ACTIVITY: For each line below that includes the string "enum", show the whole line.

════════════════

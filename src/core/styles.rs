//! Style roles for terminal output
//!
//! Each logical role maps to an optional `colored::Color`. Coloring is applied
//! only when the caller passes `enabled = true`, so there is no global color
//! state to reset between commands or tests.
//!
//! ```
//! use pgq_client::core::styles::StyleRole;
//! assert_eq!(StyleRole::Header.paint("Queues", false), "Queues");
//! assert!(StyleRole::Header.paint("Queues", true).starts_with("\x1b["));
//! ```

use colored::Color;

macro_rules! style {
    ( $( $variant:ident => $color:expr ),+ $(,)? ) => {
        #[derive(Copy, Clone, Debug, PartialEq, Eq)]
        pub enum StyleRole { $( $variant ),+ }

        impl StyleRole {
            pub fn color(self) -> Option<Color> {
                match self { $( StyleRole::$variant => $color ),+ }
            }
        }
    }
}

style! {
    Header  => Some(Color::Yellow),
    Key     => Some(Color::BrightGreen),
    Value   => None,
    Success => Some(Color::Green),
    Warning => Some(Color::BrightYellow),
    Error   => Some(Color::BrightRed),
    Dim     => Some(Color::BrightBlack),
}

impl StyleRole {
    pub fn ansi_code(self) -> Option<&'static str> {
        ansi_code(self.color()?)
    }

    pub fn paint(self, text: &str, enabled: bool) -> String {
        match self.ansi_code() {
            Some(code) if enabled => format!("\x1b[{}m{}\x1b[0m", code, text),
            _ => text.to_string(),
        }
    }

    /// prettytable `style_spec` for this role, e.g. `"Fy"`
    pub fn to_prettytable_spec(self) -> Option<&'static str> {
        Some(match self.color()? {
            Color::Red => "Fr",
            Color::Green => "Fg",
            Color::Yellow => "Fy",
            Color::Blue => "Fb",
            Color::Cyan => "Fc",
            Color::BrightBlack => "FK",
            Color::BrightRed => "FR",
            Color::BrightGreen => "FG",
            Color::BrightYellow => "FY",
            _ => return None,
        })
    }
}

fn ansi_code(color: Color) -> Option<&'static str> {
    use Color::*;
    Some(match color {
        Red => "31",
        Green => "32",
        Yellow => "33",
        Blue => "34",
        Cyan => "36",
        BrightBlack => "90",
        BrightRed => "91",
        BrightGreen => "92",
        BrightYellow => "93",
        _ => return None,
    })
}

════════════════

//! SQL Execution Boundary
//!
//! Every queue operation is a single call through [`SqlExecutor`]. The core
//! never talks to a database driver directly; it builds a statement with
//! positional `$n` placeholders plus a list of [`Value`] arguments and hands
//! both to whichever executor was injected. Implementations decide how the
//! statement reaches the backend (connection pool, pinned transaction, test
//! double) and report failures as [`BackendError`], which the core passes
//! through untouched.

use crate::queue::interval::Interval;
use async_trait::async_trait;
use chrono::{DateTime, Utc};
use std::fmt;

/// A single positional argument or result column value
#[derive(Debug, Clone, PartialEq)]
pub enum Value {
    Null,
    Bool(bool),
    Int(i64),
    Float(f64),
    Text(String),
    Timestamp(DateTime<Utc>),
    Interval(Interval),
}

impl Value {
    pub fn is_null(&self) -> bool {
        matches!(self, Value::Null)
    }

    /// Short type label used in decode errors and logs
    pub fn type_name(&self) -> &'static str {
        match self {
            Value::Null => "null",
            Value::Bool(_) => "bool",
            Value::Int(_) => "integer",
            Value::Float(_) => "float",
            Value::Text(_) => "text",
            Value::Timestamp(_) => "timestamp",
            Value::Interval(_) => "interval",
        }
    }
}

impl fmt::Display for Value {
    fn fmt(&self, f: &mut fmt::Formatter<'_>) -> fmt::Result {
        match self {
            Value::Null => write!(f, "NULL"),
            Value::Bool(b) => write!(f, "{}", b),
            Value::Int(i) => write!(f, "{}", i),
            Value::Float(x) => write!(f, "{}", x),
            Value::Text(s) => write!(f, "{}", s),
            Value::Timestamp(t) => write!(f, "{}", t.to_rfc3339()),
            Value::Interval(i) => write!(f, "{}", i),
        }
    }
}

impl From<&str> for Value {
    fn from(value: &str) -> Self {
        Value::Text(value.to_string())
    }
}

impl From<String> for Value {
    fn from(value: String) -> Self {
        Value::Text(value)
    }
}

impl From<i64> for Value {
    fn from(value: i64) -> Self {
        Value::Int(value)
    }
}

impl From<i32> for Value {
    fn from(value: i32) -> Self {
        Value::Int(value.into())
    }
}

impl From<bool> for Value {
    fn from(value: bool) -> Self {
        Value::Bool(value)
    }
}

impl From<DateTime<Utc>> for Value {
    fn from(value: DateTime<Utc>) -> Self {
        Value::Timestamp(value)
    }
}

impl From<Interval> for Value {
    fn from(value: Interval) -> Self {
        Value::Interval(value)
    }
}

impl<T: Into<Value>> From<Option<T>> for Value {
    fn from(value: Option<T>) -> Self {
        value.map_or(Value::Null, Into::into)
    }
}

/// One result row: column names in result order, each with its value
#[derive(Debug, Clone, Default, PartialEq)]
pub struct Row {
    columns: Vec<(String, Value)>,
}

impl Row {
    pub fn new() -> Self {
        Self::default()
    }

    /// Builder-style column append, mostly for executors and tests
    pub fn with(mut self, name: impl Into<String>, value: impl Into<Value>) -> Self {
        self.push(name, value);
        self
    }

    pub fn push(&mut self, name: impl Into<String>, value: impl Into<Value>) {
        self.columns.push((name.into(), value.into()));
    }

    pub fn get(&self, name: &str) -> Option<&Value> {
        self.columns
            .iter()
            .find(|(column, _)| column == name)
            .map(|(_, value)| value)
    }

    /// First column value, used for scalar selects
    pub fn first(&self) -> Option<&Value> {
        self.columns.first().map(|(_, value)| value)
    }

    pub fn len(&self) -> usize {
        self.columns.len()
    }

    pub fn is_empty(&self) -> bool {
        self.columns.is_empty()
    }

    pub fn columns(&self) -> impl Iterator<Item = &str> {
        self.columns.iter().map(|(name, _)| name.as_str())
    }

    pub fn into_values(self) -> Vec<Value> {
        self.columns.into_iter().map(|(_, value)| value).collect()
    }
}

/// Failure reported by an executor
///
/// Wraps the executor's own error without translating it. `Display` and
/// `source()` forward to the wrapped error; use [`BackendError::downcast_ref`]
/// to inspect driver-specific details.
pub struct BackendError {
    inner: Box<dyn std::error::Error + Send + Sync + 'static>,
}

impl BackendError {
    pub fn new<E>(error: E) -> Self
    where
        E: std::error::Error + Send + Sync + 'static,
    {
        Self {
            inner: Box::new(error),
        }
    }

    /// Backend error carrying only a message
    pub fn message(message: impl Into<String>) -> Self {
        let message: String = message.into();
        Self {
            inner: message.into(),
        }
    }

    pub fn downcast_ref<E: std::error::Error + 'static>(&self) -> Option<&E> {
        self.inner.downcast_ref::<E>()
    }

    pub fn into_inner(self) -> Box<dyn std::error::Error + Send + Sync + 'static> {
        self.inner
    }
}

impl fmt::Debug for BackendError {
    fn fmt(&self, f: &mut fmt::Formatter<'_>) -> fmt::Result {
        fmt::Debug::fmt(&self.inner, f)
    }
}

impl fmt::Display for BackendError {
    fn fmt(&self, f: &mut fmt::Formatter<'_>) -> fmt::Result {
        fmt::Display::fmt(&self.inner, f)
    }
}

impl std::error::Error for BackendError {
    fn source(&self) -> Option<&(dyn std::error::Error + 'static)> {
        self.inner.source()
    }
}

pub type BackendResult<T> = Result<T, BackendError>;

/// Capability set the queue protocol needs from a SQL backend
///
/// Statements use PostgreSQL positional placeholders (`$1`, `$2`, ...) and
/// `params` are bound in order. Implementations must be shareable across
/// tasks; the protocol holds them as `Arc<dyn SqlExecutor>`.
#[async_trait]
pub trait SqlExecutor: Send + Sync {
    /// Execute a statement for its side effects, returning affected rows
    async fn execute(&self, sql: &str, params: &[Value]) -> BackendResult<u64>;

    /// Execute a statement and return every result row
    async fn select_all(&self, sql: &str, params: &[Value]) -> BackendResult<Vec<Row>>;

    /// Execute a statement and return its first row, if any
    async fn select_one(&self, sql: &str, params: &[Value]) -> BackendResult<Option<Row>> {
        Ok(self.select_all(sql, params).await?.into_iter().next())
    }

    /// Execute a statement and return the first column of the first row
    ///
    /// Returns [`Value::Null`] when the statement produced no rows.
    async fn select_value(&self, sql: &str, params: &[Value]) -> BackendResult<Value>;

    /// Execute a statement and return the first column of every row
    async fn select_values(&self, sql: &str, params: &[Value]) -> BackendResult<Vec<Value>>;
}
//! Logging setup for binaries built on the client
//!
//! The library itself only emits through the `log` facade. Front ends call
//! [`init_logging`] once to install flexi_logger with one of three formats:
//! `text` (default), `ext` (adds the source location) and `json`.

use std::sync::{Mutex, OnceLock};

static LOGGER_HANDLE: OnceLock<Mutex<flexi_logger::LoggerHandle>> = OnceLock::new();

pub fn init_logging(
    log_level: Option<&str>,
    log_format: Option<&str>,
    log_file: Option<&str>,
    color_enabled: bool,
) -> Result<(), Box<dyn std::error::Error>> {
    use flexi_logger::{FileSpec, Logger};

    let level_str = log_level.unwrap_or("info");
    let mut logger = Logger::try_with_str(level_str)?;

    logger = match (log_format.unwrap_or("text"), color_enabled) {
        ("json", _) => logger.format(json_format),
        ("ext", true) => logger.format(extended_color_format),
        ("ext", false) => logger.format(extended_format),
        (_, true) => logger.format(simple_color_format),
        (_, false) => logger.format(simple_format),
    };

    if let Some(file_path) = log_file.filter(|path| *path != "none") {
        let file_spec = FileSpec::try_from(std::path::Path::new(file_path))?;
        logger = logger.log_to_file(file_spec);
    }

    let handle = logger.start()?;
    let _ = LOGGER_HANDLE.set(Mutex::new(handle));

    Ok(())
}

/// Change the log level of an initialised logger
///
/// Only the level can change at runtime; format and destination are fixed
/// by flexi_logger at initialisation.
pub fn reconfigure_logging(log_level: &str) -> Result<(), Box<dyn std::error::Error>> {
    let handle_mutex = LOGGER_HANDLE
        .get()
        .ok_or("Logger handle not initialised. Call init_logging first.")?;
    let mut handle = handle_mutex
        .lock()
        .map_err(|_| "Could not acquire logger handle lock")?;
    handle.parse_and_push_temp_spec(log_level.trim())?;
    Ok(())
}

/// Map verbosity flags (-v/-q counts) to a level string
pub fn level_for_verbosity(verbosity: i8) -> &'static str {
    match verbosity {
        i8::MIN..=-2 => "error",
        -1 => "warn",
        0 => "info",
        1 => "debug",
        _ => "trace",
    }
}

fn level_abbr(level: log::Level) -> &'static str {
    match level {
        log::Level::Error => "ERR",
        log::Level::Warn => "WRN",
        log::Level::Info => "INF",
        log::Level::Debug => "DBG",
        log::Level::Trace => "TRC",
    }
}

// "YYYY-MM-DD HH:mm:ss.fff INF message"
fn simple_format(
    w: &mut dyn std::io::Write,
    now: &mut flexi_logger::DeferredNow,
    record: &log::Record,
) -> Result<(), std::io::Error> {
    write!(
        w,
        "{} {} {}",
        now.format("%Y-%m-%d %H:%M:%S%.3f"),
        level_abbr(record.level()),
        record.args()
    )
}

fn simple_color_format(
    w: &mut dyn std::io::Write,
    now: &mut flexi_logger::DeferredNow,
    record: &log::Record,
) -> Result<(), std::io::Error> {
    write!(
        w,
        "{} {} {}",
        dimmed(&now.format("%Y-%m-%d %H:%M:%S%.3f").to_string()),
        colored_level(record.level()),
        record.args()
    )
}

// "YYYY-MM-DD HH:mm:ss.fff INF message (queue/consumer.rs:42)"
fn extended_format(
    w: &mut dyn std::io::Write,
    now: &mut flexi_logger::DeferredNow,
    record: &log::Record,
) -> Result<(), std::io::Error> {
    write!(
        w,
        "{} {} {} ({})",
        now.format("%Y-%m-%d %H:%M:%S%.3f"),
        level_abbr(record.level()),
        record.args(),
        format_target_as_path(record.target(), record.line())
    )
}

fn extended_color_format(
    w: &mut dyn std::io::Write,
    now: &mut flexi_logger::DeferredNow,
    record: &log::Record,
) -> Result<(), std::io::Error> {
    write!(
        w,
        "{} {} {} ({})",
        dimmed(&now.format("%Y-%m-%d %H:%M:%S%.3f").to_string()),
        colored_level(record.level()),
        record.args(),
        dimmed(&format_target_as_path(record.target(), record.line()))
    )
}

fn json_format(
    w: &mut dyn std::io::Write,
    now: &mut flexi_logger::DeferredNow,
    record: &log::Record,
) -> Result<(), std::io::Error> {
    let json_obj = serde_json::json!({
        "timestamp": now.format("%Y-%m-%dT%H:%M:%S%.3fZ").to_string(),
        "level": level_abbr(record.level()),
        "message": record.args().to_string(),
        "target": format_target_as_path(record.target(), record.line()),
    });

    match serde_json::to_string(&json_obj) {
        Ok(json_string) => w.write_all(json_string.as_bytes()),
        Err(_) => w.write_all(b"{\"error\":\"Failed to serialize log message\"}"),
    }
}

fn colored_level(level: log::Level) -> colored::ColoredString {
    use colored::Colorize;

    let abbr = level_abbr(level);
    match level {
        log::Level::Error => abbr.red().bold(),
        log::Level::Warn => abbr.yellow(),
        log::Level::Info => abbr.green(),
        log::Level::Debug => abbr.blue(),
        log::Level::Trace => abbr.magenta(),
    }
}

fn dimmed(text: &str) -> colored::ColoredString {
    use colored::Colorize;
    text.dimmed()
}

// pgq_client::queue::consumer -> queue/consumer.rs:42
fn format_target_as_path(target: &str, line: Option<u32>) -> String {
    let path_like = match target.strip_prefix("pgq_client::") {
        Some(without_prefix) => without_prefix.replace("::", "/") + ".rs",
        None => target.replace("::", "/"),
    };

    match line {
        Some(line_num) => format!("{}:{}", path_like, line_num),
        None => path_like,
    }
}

════════════════

ANSWER TO THIS EXERCISE:
        pub enum StyleRole { $( $variant ),+ }
pub enum Value {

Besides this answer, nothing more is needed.